При этом следует иметь в виду, что дедушка был атеистом. Еще более важным и абсолютно соответствующим его внутреннему содержанию, по рассказам близких, является следующее отмеченное место:

 

Будь

чем хочешь ты, но будь вполне; будь цельным,

не половинчатым, не раздробленным!»

Дедушка отличался бескомпромиссностью как в отношении друзей, так и врагов. Когда В.Г. Громан, с которым его связывали многие годы совместной работы и партийной деятельности, пошел на компромиссы в оценке экономических перспектив развития страны, дедушка перестал с ним общаться. Аналогичным образом, он занял жесткую позицию на допросах, что видно из его дела, с которым мне довелось познакомиться в архиве ФСБ в 90-х годах.

Но жесткость позиции по отношению к другим требовала внутренней борьбы или усилий, подавленной жалости. Именно так я могу интерпретировать, то, что им были отмечены следующие слова Бранда:

 

И все же, подходя к простой душе

с суровым приказанием подняться,

я чувствую себя, как на обломке, носящемся средь бурных волн морских.

Готов бы я не раз, глотая слезы,

язык свой прикусить, которым я

корил и бичевал…

Несомненно, нелегко дедушке давались многие решения, лишавшие детей общения с отцом, а в дальнейшем и создававшие риск гибели дорогих ему людей. А он был любящим отцом и мужем.

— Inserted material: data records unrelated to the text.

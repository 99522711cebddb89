//! Bundled painters.
//!
//! These are illustrations, not the point of the crate: anything
//! implementing [`Painter`] works, including plain closures. Both painters
//! here are deterministic for a given seed.

use crate::core::{CellPos, Rgb8};
use crate::error::GridgifResult;
use crate::painter::Painter;

fn mix64(mut z: u64) -> u64 {
    z = (z ^ (z >> 30)).wrapping_mul(0xBF58_476D_1CE4_E5B9);
    z = (z ^ (z >> 27)).wrapping_mul(0x94D0_49BB_1331_11EB);
    z ^ (z >> 31)
}

fn color_from_hash(h: u64) -> Rgb8 {
    Rgb8::new((h >> 16) as u8, (h >> 8) as u8, h as u8)
}

/// Per-query color noise.
///
/// Every query advances an internal counter that is mixed with the seed and
/// the cell coordinate, so repeated fills of the same sequence with the same
/// seed reproduce the same animation, while no two queries share a color
/// bucket.
#[derive(Clone, Debug)]
pub struct ScramblePainter {
    seed: u64,
    queries: u64,
}

impl ScramblePainter {
    pub fn new(seed: u64) -> Self {
        Self { seed, queries: 0 }
    }
}

impl Painter for ScramblePainter {
    fn color_at(&mut self, cell: CellPos) -> GridgifResult<Rgb8> {
        self.queries += 1;
        let coord = (u64::from(cell.col) << 32) | u64::from(cell.row);
        Ok(color_from_hash(mix64(
            self.seed ^ mix64(self.queries) ^ coord,
        )))
    }
}

/// Concentric square rings that shift by one cell every frame.
///
/// The ring offset alternates with an internal frame counter. The counter
/// advances when the sentinel cell `(cols - 1, rows)` is queried, which the
/// column-major fill pass reaches near the end of each frame; a single
/// instance shared across a sequence fill therefore animates. In colorized
/// mode the ring color steps every channel by 20 (wrapping) per frame
/// instead of staying black.
#[derive(Clone, Debug)]
pub struct HypnoPainter {
    cols: u32,
    rows: u32,
    frame: u64,
    ring_color: Option<Rgb8>,
}

impl HypnoPainter {
    /// `cols`/`rows` is the canvas size in cells
    /// (`width / cell_width`, `height / cell_height`).
    pub fn new(cols: u32, rows: u32) -> Self {
        Self {
            cols,
            rows,
            frame: 0,
            ring_color: None,
        }
    }

    /// Rings in a seeded color that cycles each frame.
    pub fn colorized(cols: u32, rows: u32, seed: u64) -> Self {
        Self {
            cols,
            rows,
            frame: 0,
            ring_color: Some(color_from_hash(mix64(seed))),
        }
    }

    pub fn frame(&self) -> u64 {
        self.frame
    }

    fn in_ring(&self, cell: CellPos) -> bool {
        let offset = u32::from(self.frame % 2 == 0);
        let last_col = self.cols.saturating_sub(1);
        let last_row = self.rows.saturating_sub(1);

        let mut ring = offset;
        while ring < self.cols / 2 + offset {
            if cell.col == ring || cell.col + ring == last_col {
                return cell.row >= ring && cell.row + ring <= last_row;
            }
            if cell.row == ring || cell.row + ring == last_row {
                return cell.col >= ring && cell.col + ring <= last_row;
            }
            ring += 2;
        }
        false
    }
}

impl Painter for HypnoPainter {
    fn color_at(&mut self, cell: CellPos) -> GridgifResult<Rgb8> {
        if cell == CellPos::new(self.cols.saturating_sub(1), self.rows) {
            self.frame += 1;
            if let Some(color) = self.ring_color.as_mut() {
                *color = cycle(*color);
            }
        }

        if self.in_ring(cell) {
            Ok(self.ring_color.unwrap_or(Rgb8::BLACK))
        } else {
            Ok(Rgb8::WHITE)
        }
    }
}

fn cycle(color: Rgb8) -> Rgb8 {
    fn step(v: u8) -> u8 {
        let v = u16::from(v) + 20;
        if v > 255 { (v - 255) as u8 } else { v as u8 }
    }
    Rgb8::new(step(color.r), step(color.g), step(color.b))
}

Раскрепощение Человека соответствует истинному социалистическому идеалу и отсюда проистекает трижды отмеченное место в той же ибсеновской трагедии:

 

… Вдоль-поперек мы всю землю пройдем,

петли, силки все развяжем,

выпустим души, попавшие в плен,

их обновим и очистим,

дряблости, лени сотрем все следы,

будем воистину люди,

………………………

в храм превратим государство!..

Характеризует дедушку и надпись, сделанная на книге Л. Войтоловского «Очерки истории русской литературы XIX и XX веков», подаренной детям: «И к художественной литературе следует подходить с точки зрения борьбы общественных сил, но нельзя это превращать в однобокость, и помнить надо и об художественной ценности. Мама и папа. 18/XII-27 г.» Дедушка хорошо знал и любил музыку, живопись, скульптуру, литературу.

* * *

Об авторе: Борис Аркадьевич Кобринский – детский врач, специалист по медицинской информатике, эссеист, литературовед, писатель.